_GOAL OF THE EXERCISE:_ Your answer should be the entries, repeated exactly.
[SUPPLIED RECORDS — start]
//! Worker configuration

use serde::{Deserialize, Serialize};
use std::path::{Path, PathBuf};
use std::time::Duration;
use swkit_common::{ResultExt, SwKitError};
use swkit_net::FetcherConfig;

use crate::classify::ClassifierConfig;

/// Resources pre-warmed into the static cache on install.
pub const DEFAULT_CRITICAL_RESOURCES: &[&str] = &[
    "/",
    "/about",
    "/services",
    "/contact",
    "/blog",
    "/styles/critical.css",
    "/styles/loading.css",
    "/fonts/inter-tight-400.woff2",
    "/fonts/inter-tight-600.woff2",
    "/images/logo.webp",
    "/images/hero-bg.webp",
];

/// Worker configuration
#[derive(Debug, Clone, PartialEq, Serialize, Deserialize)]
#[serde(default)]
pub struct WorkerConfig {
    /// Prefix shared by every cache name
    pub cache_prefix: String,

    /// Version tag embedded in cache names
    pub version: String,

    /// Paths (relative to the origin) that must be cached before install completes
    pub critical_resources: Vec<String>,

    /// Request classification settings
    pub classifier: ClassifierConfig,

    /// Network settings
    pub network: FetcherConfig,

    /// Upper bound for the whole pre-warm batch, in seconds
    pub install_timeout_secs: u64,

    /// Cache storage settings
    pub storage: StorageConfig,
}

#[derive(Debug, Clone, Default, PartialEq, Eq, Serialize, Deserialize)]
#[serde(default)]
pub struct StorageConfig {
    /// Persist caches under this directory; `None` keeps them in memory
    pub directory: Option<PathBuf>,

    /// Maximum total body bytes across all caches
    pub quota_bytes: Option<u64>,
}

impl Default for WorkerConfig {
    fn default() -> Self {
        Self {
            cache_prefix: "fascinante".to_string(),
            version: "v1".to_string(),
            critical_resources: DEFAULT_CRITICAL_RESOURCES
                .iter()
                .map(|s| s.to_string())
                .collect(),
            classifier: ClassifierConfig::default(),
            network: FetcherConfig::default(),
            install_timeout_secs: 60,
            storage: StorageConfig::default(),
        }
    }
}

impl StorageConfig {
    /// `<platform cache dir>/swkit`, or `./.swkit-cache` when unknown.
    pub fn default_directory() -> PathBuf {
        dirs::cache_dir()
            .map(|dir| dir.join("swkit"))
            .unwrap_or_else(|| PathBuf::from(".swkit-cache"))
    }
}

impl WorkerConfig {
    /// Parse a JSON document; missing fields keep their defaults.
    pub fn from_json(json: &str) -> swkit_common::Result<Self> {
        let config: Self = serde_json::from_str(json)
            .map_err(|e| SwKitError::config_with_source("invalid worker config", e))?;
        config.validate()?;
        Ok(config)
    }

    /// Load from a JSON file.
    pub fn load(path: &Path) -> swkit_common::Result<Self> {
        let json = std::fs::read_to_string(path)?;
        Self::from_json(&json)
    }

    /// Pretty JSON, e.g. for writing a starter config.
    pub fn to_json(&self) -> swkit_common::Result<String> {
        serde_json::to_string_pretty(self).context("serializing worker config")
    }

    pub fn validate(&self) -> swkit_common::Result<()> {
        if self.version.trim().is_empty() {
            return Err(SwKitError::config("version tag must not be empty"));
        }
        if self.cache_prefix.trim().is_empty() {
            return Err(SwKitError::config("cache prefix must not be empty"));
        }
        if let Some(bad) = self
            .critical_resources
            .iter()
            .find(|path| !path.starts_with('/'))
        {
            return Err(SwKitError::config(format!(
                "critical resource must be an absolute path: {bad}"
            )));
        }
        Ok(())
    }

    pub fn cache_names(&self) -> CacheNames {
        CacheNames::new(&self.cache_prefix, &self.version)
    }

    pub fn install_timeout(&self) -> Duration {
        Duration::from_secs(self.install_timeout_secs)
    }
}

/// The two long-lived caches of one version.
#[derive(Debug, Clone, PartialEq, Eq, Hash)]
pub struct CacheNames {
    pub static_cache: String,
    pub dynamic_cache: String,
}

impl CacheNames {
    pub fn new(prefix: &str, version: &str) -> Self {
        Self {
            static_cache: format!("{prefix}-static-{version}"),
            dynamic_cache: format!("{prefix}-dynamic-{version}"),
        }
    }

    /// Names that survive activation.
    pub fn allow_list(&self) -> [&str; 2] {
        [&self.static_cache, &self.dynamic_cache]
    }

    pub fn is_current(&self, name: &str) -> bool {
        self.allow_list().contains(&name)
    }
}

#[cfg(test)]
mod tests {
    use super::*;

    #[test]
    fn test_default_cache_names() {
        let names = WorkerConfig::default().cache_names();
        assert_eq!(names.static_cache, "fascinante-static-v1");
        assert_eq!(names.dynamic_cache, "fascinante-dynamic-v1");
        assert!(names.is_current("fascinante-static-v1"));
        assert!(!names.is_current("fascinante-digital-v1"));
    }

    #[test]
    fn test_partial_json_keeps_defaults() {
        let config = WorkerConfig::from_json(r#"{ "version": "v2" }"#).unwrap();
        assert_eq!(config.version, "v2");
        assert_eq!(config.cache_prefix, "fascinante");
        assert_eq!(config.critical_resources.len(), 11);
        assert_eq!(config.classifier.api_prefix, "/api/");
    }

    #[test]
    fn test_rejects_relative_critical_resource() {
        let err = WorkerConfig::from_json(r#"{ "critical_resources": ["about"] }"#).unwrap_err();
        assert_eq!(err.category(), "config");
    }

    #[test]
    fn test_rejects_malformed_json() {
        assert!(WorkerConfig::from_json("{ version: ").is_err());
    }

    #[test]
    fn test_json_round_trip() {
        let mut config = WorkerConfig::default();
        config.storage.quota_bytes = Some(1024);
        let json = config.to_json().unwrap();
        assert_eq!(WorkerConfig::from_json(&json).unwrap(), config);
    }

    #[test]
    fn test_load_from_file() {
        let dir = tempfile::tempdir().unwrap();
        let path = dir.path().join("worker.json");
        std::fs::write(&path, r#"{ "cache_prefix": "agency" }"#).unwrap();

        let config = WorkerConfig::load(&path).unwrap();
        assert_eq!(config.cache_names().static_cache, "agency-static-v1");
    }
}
[SUPPLIED RECORDS — finish]
_SOLUTION:_
//! Worker configuration

use serde::{Deserialize, Serialize};
use std::path::{Path, PathBuf};
use std::time::Duration;
use swkit_common::{ResultExt, SwKitError};
use swkit_net::FetcherConfig;

use crate::classify::ClassifierConfig;

/// Resources pre-warmed into the static cache on install.
pub const DEFAULT_CRITICAL_RESOURCES: &[&str] = &[
    "/",
    "/about",
    "/services",
    "/contact",
    "/blog",
    "/styles/critical.css",
    "/styles/loading.css",
    "/fonts/inter-tight-400.woff2",
    "/fonts/inter-tight-600.woff2",
    "/images/logo.webp",
    "/images/hero-bg.webp",
];

/// Worker configuration
#[derive(Debug, Clone, PartialEq, Serialize, Deserialize)]
#[serde(default)]
pub struct WorkerConfig {
    /// Prefix shared by every cache name
    pub cache_prefix: String,

    /// Version tag embedded in cache names
    pub version: String,

    /// Paths (relative to the origin) that must be cached before install completes
    pub critical_resources: Vec<String>,

    /// Request classification settings
    pub classifier: ClassifierConfig,

    /// Network settings
    pub network: FetcherConfig,

    /// Upper bound for the whole pre-warm batch, in seconds
    pub install_timeout_secs: u64,

    /// Cache storage settings
    pub storage: StorageConfig,
}

#[derive(Debug, Clone, Default, PartialEq, Eq, Serialize, Deserialize)]
#[serde(default)]
pub struct StorageConfig {
    /// Persist caches under this directory; `None` keeps them in memory
    pub directory: Option<PathBuf>,

    /// Maximum total body bytes across all caches
    pub quota_bytes: Option<u64>,
}

impl Default for WorkerConfig {
    fn default() -> Self {
        Self {
            cache_prefix: "fascinante".to_string(),
            version: "v1".to_string(),
            critical_resources: DEFAULT_CRITICAL_RESOURCES
                .iter()
                .map(|s| s.to_string())
                .collect(),
            classifier: ClassifierConfig::default(),
            network: FetcherConfig::default(),
            install_timeout_secs: 60,
            storage: StorageConfig::default(),
        }
    }
}

impl StorageConfig {
    /// `<platform cache dir>/swkit`, or `./.swkit-cache` when unknown.
    pub fn default_directory() -> PathBuf {
        dirs::cache_dir()
            .map(|dir| dir.join("swkit"))
            .unwrap_or_else(|| PathBuf::from(".swkit-cache"))
    }
}

impl WorkerConfig {
    /// Parse a JSON document; missing fields keep their defaults.
    pub fn from_json(json: &str) -> swkit_common::Result<Self> {
        let config: Self = serde_json::from_str(json)
            .map_err(|e| SwKitError::config_with_source("invalid worker config", e))?;
        config.validate()?;
        Ok(config)
    }

    /// Load from a JSON file.
    pub fn load(path: &Path) -> swkit_common::Result<Self> {
        let json = std::fs::read_to_string(path)?;
        Self::from_json(&json)
    }

    /// Pretty JSON, e.g. for writing a starter config.
    pub fn to_json(&self) -> swkit_common::Result<String> {
        serde_json::to_string_pretty(self).context("serializing worker config")
    }

    pub fn validate(&self) -> swkit_common::Result<()> {
        if self.version.trim().is_empty() {
            return Err(SwKitError::config("version tag must not be empty"));
        }
        if self.cache_prefix.trim().is_empty() {
            return Err(SwKitError::config("cache prefix must not be empty"));
        }
        if let Some(bad) = self
            .critical_resources
            .iter()
            .find(|path| !path.starts_with('/'))
        {
            return Err(SwKitError::config(format!(
                "critical resource must be an absolute path: {bad}"
            )));
        }
        Ok(())
    }

    pub fn cache_names(&self) -> CacheNames {
        CacheNames::new(&self.cache_prefix, &self.version)
    }

    pub fn install_timeout(&self) -> Duration {
        Duration::from_secs(self.install_timeout_secs)
    }
}

/// The two long-lived caches of one version.
#[derive(Debug, Clone, PartialEq, Eq, Hash)]
pub struct CacheNames {
    pub static_cache: String,
    pub dynamic_cache: String,
}

impl CacheNames {
    pub fn new(prefix: &str, version: &str) -> Self {
        Self {
            static_cache: format!("{prefix}-static-{version}"),
            dynamic_cache: format!("{prefix}-dynamic-{version}"),
        }
    }

    /// Names that survive activation.
    pub fn allow_list(&self) -> [&str; 2] {
        [&self.static_cache, &self.dynamic_cache]
    }

    pub fn is_current(&self, name: &str) -> bool {
        self.allow_list().contains(&name)
    }
}

#[cfg(test)]
mod tests {
    use super::*;

    #[test]
    fn test_default_cache_names() {
        let names = WorkerConfig::default().cache_names();
        assert_eq!(names.static_cache, "fascinante-static-v1");
        assert_eq!(names.dynamic_cache, "fascinante-dynamic-v1");
        assert!(names.is_current("fascinante-static-v1"));
        assert!(!names.is_current("fascinante-digital-v1"));
    }

    #[test]
    fn test_partial_json_keeps_defaults() {
        let config = WorkerConfig::from_json(r#"{ "version": "v2" }"#).unwrap();
        assert_eq!(config.version, "v2");
        assert_eq!(config.cache_prefix, "fascinante");
        assert_eq!(config.critical_resources.len(), 11);
        assert_eq!(config.classifier.api_prefix, "/api/");
    }

    #[test]
    fn test_rejects_relative_critical_resource() {
        let err = WorkerConfig::from_json(r#"{ "critical_resources": ["about"] }"#).unwrap_err();
        assert_eq!(err.category(), "config");
    }

    #[test]
    fn test_rejects_malformed_json() {
        assert!(WorkerConfig::from_json("{ version: ").is_err());
    }

    #[test]
    fn test_json_round_trip() {
        let mut config = WorkerConfig::default();
        config.storage.quota_bytes = Some(1024);
        let json = config.to_json().unwrap();
        assert_eq!(WorkerConfig::from_json(&json).unwrap(), config);
    }

    #[test]
    fn test_load_from_file() {
        let dir = tempfile::tempdir().unwrap();
        let path = dir.path().join("worker.json");
        std::fs::write(&path, r#"{ "cache_prefix": "agency" }"#).unwrap();

        let config = WorkerConfig::load(&path).unwrap();
        assert_eq!(config.cache_names().static_cache, "agency-static-v1");
    }
}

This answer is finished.